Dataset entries
········

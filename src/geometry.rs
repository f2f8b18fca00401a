//! Shared geometric primitives used across the viewport, gesture and layout code.

use serde::{Deserialize, Serialize};

#[derive(Debug, Clone, Copy, PartialEq, Default, Serialize, Deserialize)]
pub struct Point {
    pub x: f64,
    pub y: f64,
}

impl Point {
    pub const fn new(x: f64, y: f64) -> Self {
        Self { x, y }
    }

    pub fn offset(self, dx: f64, dy: f64) -> Self {
        Self::new(self.x + dx, self.y + dy)
    }
}

/// Rectangle in normalized stage space, `[x, y, w, h]` on the wire.
#[derive(Debug, Clone, Copy, PartialEq, Serialize, Deserialize)]
#[serde(from = "[f64; 4]", into = "[f64; 4]")]
pub struct NormRect {
    pub x: f64,
    pub y: f64,
    pub w: f64,
    pub h: f64,
}

impl From<[f64; 4]> for NormRect {
    fn from([x, y, w, h]: [f64; 4]) -> Self {
        Self { x, y, w, h }
    }
}

impl From<NormRect> for [f64; 4] {
    fn from(rect: NormRect) -> Self {
        [rect.x, rect.y, rect.w, rect.h]
    }
}

impl NormRect {
    pub const fn new(x: f64, y: f64, w: f64, h: f64) -> Self {
        Self { x, y, w, h }
    }

    pub fn left(&self) -> f64 {
        self.x
    }

    pub fn right(&self) -> f64 {
        self.x + self.w
    }

    pub fn top(&self) -> f64 {
        self.y
    }

    pub fn bottom(&self) -> f64 {
        self.y + self.h
    }

    pub fn center(&self) -> Point {
        Point::new(self.x + self.w / 2.0, self.y + self.h / 2.0)
    }

    pub fn translated(&self, dx: f64, dy: f64) -> Self {
        Self::new(self.x + dx, self.y + dy, self.w, self.h)
    }

    pub fn scaled_about_center(&self, factor: f64) -> Self {
        let center = self.center();
        let w = self.w * factor;
        let h = self.h * factor;
        Self::new(center.x - w / 2.0, center.y - h / 2.0, w, h)
    }

    /// Scales about a pivot given in box-relative units (`(0.5, 1.0)` is bottom center).
    pub fn scaled_about_anchor(&self, anchor: Point, factor: f64) -> Self {
        let pivot_x = self.x + anchor.x * self.w;
        let pivot_y = self.y + anchor.y * self.h;
        Self::new(
            pivot_x - (pivot_x - self.x) * factor,
            pivot_y - (pivot_y - self.y) * factor,
            self.w * factor,
            self.h * factor,
        )
    }

    pub fn contains(&self, point: Point) -> bool {
        point.x >= self.left()
            && point.x <= self.right()
            && point.y >= self.top()
            && point.y <= self.bottom()
    }

    pub fn corners(&self) -> [Point; 4] {
        [
            Point::new(self.left(), self.top()),
            Point::new(self.right(), self.top()),
            Point::new(self.right(), self.bottom()),
            Point::new(self.left(), self.bottom()),
        ]
    }
}

pub fn distance(a: Point, b: Point) -> f64 {
    (a.x - b.x).hypot(a.y - b.y)
}

/// Angle of `point` around `center` in degrees, screen orientation (y down).
pub fn angle_deg(center: Point, point: Point) -> f64 {
    (point.y - center.y).atan2(point.x - center.x).to_degrees()
}

/// Maps any angle into `(-180, 180]`.
pub fn normalize_rotation(degrees: f64) -> f64 {
    let wrapped = degrees.rem_euclid(360.0);
    if wrapped > 180.0 {
        wrapped - 360.0
    } else {
        wrapped
    }
}

pub fn snap_to_step(value: f64, step: f64) -> f64 {
    if step <= 0.0 {
        return value;
    }
    (value / step).round() * step
}

/// Rotates `point` around `center` by `degrees`.
pub fn rotate_about(point: Point, center: Point, degrees: f64) -> Point {
    let (sin, cos) = degrees.to_radians().sin_cos();
    let dx = point.x - center.x;
    let dy = point.y - center.y;
    Point::new(
        center.x + dx * cos - dy * sin,
        center.y + dx * sin + dy * cos,
    )
}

········

• **EXERCISE**
Retype the records in their entirety, matching each one exactly.

• **OUTPUT**
filename src/geometry.rs
repository f2f8b18fca00401a
//! Shared geometric primitives used across the viewport, gesture and layout code.

use serde::{Deserialize, Serialize};

#[derive(Debug, Clone, Copy, PartialEq, Default, Serialize, Deserialize)]
pub struct Point {
    pub x: f64,
    pub y: f64,
}

impl Point {
    pub const fn new(x: f64, y: f64) -> Self {
        Self { x, y }
    }

    pub fn offset(self, dx: f64, dy: f64) -> Self {
        Self::new(self.x + dx, self.y + dy)
    }
}

/// Rectangle in normalized stage space, `[x, y, w, h]` on the wire.
#[derive(Debug, Clone, Copy, PartialEq, Serialize, Deserialize)]
#[serde(from = "[f64; 4]", into = "[f64; 4]")]
pub struct NormRect {
    pub x: f64,
    pub y: f64,
    pub w: f64,
    pub h: f64,
}

impl From<[f64; 4]> for NormRect {
    fn from([x, y, w, h]: [f64; 4]) -> Self {
        Self { x, y, w, h }
    }
}

impl From<NormRect> for [f64; 4] {
    fn from(rect: NormRect) -> Self {
        [rect.x, rect.y, rect.w, rect.h]
    }
}

impl NormRect {
    pub const fn new(x: f64, y: f64, w: f64, h: f64) -> Self {
        Self { x, y, w, h }
    }

    pub fn left(&self) -> f64 {
        self.x
    }

    pub fn right(&self) -> f64 {
        self.x + self.w
    }

    pub fn top(&self) -> f64 {
        self.y
    }

    pub fn bottom(&self) -> f64 {
        self.y + self.h
    }

    pub fn center(&self) -> Point {
        Point::new(self.x + self.w / 2.0, self.y + self.h / 2.0)
    }

    pub fn translated(&self, dx: f64, dy: f64) -> Self {
        Self::new(self.x + dx, self.y + dy, self.w, self.h)
    }

    pub fn scaled_about_center(&self, factor: f64) -> Self {
        let center = self.center();
        let w = self.w * factor;
        let h = self.h * factor;
        Self::new(center.x - w / 2.0, center.y - h / 2.0, w, h)
    }

    /// Scales about a pivot given in box-relative units (`(0.5, 1.0)` is bottom center).
    pub fn scaled_about_anchor(&self, anchor: Point, factor: f64) -> Self {
        let pivot_x = self.x + anchor.x * self.w;
        let pivot_y = self.y + anchor.y * self.h;
        Self::new(
            pivot_x - (pivot_x - self.x) * factor,
            pivot_y - (pivot_y - self.y) * factor,
            self.w * factor,
            self.h * factor,
        )
    }

    pub fn contains(&self, point: Point) -> bool {
        point.x >= self.left()
            && point.x <= self.right()
            && point.y >= self.top()
            && point.y <= self.bottom()
    }

    pub fn corners(&self) -> [Point; 4] {
        [
            Point::new(self.left(), self.top()),
            Point::new(self.right(), self.top()),
            Point::new(self.right(), self.bottom()),
            Point::new(self.left(), self.bottom()),
        ]
    }
}

pub fn distance(a: Point, b: Point) -> f64 {
    (a.x - b.x).hypot(a.y - b.y)
}

/// Angle of `point` around `center` in degrees, screen orientation (y down).
pub fn angle_deg(center: Point, point: Point) -> f64 {
    (point.y - center.y).atan2(point.x - center.x).to_degrees()
}

/// Maps any angle into `(-180, 180]`.
pub fn normalize_rotation(degrees: f64) -> f64 {
    let wrapped = degrees.rem_euclid(360.0);
    if wrapped > 180.0 {
        wrapped - 360.0
    } else {
        wrapped
    }
}

pub fn snap_to_step(value: f64, step: f64) -> f64 {
    if step <= 0.0 {
        return value;
    }
    (value / step).round() * step
}

/// Rotates `point` around `center` by `degrees`.
pub fn rotate_about(point: Point, center: Point, degrees: f64) -> Point {
    let (sin, cos) = degrees.to_radians().sin_cos();
    let dx = point.x - center.x;
    let dy = point.y - center.y;
    Point::new(
        center.x + dx * cos - dy * sin,
        center.y + dx * sin + dy * cos,
    )
}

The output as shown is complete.